I would agree with Ola that "superstition" may not be a fair term to use.
I think referencing "urban legends" is better as (1) it's about something that's not proven, (2) it captures the receiver's imagination and (3) the receiver develop their own version of "the truth" of the matter.
Given that these speculations and "urban legends" do capture the imagination of players, it should be considered for proper inclusion in MMOs.
I think the current crop of TV shows such as Lost, Heroes, X-files, etc. uses these techniques to keep viewers engage.
So rather referencing "superstitution" (which is catchy as a phrase), I think a better reference is "urban legends" or actions based on guesses, which occurs often between the time when a quest is added and when the actions necessary to solved the quest is successfully repeated.
Frank
Posted by: magicback (Frank) | Oct 31, 2006 at 07:44
Better question: Is superstition merely our attempt to make a reasonable guess about the algorithm of the universe?

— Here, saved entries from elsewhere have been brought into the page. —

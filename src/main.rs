//! Mortgage System CLI
//!
//! Command-line interface for simulating a single loan

use anyhow::Context;
use clap::{Parser, ValueEnum};
use mortgage_system::loan::{GraceKind, InsuranceBase, InsurancePolicy, LoanTerms, RateKind};
use mortgage_system::schedule::simulate;
use std::fs::File;
use std::io::Write;

#[derive(Debug, Clone, Copy, ValueEnum)]
enum RateArg {
    /// Effective annual rate
    Tea,
    /// Nominal annual rate
    Tna,
}

#[derive(Debug, Clone, Copy, ValueEnum)]
enum GraceArg {
    None,
    InterestOnly,
    FullDeferral,
}

#[derive(Debug, Parser)]
#[command(name = "mortgage_system", version, about = "French-amortization loan simulator")]
struct Args {
    /// Financed amount
    #[arg(long, default_value_t = 100_000.0)]
    principal: f64,

    /// Term in months
    #[arg(long, default_value_t = 240)]
    term_months: u32,

    /// How the rate is quoted
    #[arg(long, value_enum, default_value_t = RateArg::Tea)]
    rate_kind: RateArg,

    /// Annual rate as a proportion (0.10 = 10%)
    #[arg(long, default_value_t = 0.10)]
    rate: f64,

    /// Compounding periods per year (TNA only)
    #[arg(long, default_value_t = 12)]
    compounding: u32,

    /// Grace regime
    #[arg(long, value_enum, default_value_t = GraceArg::None)]
    grace_kind: GraceArg,

    /// Grace months
    #[arg(long, default_value_t = 0)]
    grace_months: u32,

    /// ITF per-installment tax rate
    #[arg(long, default_value_t = 0.00005)]
    itf: f64,

    /// One-time costs paid at disbursement
    #[arg(long, default_value_t = 0.0)]
    upfront_costs: f64,

    /// Add the upfront costs to the financed balance
    #[arg(long)]
    finance_upfront_costs: bool,

    /// Monthly desgravamen rate on the balance (0 = no insurance)
    #[arg(long, default_value_t = 0.0)]
    insurance_rate: f64,

    /// Compute the premium on the average balance instead of the
    /// period-start balance
    #[arg(long)]
    average_balance_insurance: bool,

    /// Keep collecting the premium during full-deferral grace
    #[arg(long)]
    collect_insurance_in_full_deferral: bool,

    /// Output CSV path for the full schedule
    #[arg(long, default_value = "schedule_output.csv")]
    output: String,
}

impl Args {
    fn to_terms(&self) -> LoanTerms {
        let insurance = if self.insurance_rate > 0.0 {
            InsurancePolicy::Percentage {
                monthly_rate: self.insurance_rate,
                base: if self.average_balance_insurance {
                    InsuranceBase::AverageBalance
                } else {
                    InsuranceBase::PeriodStartBalance
                },
            }
        } else {
            InsurancePolicy::none()
        };

        LoanTerms {
            principal: self.principal,
            term_months: self.term_months,
            rate_kind: match self.rate_kind {
                RateArg::Tea => RateKind::EffectiveAnnual,
                RateArg::Tna => RateKind::NominalAnnual,
            },
            rate_value: self.rate,
            compounding_per_year: self.compounding,
            grace_months: self.grace_months,
            grace_kind: match self.grace_kind {
                GraceArg::None => GraceKind::None,
                GraceArg::InterestOnly => GraceKind::InterestOnly,
                GraceArg::FullDeferral => GraceKind::FullDeferral,
            },
            upfront_costs: self.upfront_costs,
            finance_upfront_costs: self.finance_upfront_costs,
            tax_rate: self.itf,
            insurance,
            collect_insurance_in_full_deferral: self.collect_insurance_in_full_deferral,
        }
    }
}

fn fmt_rate(rate: Option<f64>) -> String {
    match rate {
        Some(r) => format!("{:.4}%", r * 100.0),
        None => "—".to_string(),
    }
}

fn main() -> anyhow::Result<()> {
    env_logger::init();

    let args = Args::parse();
    let terms = args.to_terms();

    println!("Mortgage System v0.1.0");
    println!("======================\n");

    println!("Loan:");
    println!("  Principal: {:.2}", terms.principal);
    println!("  Term: {} months", terms.term_months);
    println!(
        "  Rate: {:.4}% ({:?}), monthly {:.6}%",
        terms.rate_value * 100.0,
        terms.rate_kind,
        terms.monthly_rate() * 100.0
    );
    println!(
        "  Grace: {:?} x {} months",
        terms.grace_kind, terms.grace_months
    );
    println!();

    let result = simulate(&terms).context("simulation failed")?;

    println!("Schedule ({} months):", result.rows.len());
    println!(
        "{:>5} {:>12} {:>12} {:>12} {:>10} {:>8} {:>12} {:>14}",
        "Month", "Installment", "Interest", "Amort", "Insurance", "ITF", "Total", "Balance"
    );
    println!("{}", "-".repeat(92));

    // Print first 24 months to console
    for row in result.rows.iter().take(24) {
        println!(
            "{:>5} {:>12.2} {:>12.2} {:>12.2} {:>10.2} {:>8.4} {:>12.2} {:>14.2}",
            row.month,
            row.base_installment,
            row.interest,
            row.amortization,
            row.insurance,
            row.tax,
            row.total_installment,
            row.ending_balance,
        );
    }

    if result.rows.len() > 24 {
        println!("... ({} more months)", result.rows.len() - 24);
    }

    // Write full schedule to CSV
    let mut file = File::create(&args.output)
        .with_context(|| format!("unable to create {}", args.output))?;

    writeln!(
        file,
        "Month,BaseInstallment,Interest,Amortization,Insurance,ITF,TotalInstallment,EndingBalance"
    )?;
    for row in &result.rows {
        writeln!(
            file,
            "{},{:.8},{:.8},{:.8},{:.8},{:.8},{:.8},{:.8}",
            row.month,
            row.base_installment,
            row.interest,
            row.amortization,
            row.insurance,
            row.tax,
            row.total_installment,
            row.ending_balance,
        )?;
    }

    println!("\nFull schedule written to: {}", args.output);

    let summary = result.summary();
    println!("\nSummary:");
    println!("  Net Disbursement: {:.2}", summary.net_disbursement);
    println!("  Constant Installment: {:.2}", summary.constant_installment);
    println!("  Total Interest: {:.2}", summary.total_interest);
    println!("  Total Insurance: {:.2}", summary.total_insurance);
    println!("  Total ITF: {:.2}", summary.total_tax);
    println!("  Total Paid: {:.2}", summary.total_paid);
    println!("  Monthly IRR: {}", fmt_rate(summary.monthly_irr));
    println!("  TCEA: {}", fmt_rate(summary.tcea));

    Ok(())
}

Posted by: EdMcGon | Oct 31, 2006 at 08:00
"A Superstition is the irrational belief that future events are influenced by specific behaviors, without having a causal relationship."
The thing about behaviour is that it is always related to a cause. When Skinner ran his experiments, his pigeons were in cages. They were being observed, but were also able to observe.
So there's every chance that the behaviour of the pigeons was pre-empted by a corresponding response from the observers, anticipating the pigeons "superstitious" response. A response which although unrelated to the food dropping event, may have been a rational response given the limited data available.
In WoW, there have been issues raised concerning raid loot generation, given statistically unlikely sequences of loot being dropped for the same raid leader.
IIRC, the development team acknowledged that originally loot generation was seeded (at least partially) by the raid leaders name. Other factors were also involved. I wonder if one of them was class/race?
I'm not a mathematician (unless it's my round) but I've run into enough real life statistical situations where convergent patterns emerge from seemingly random initial data, so this isn't particularly far fetched.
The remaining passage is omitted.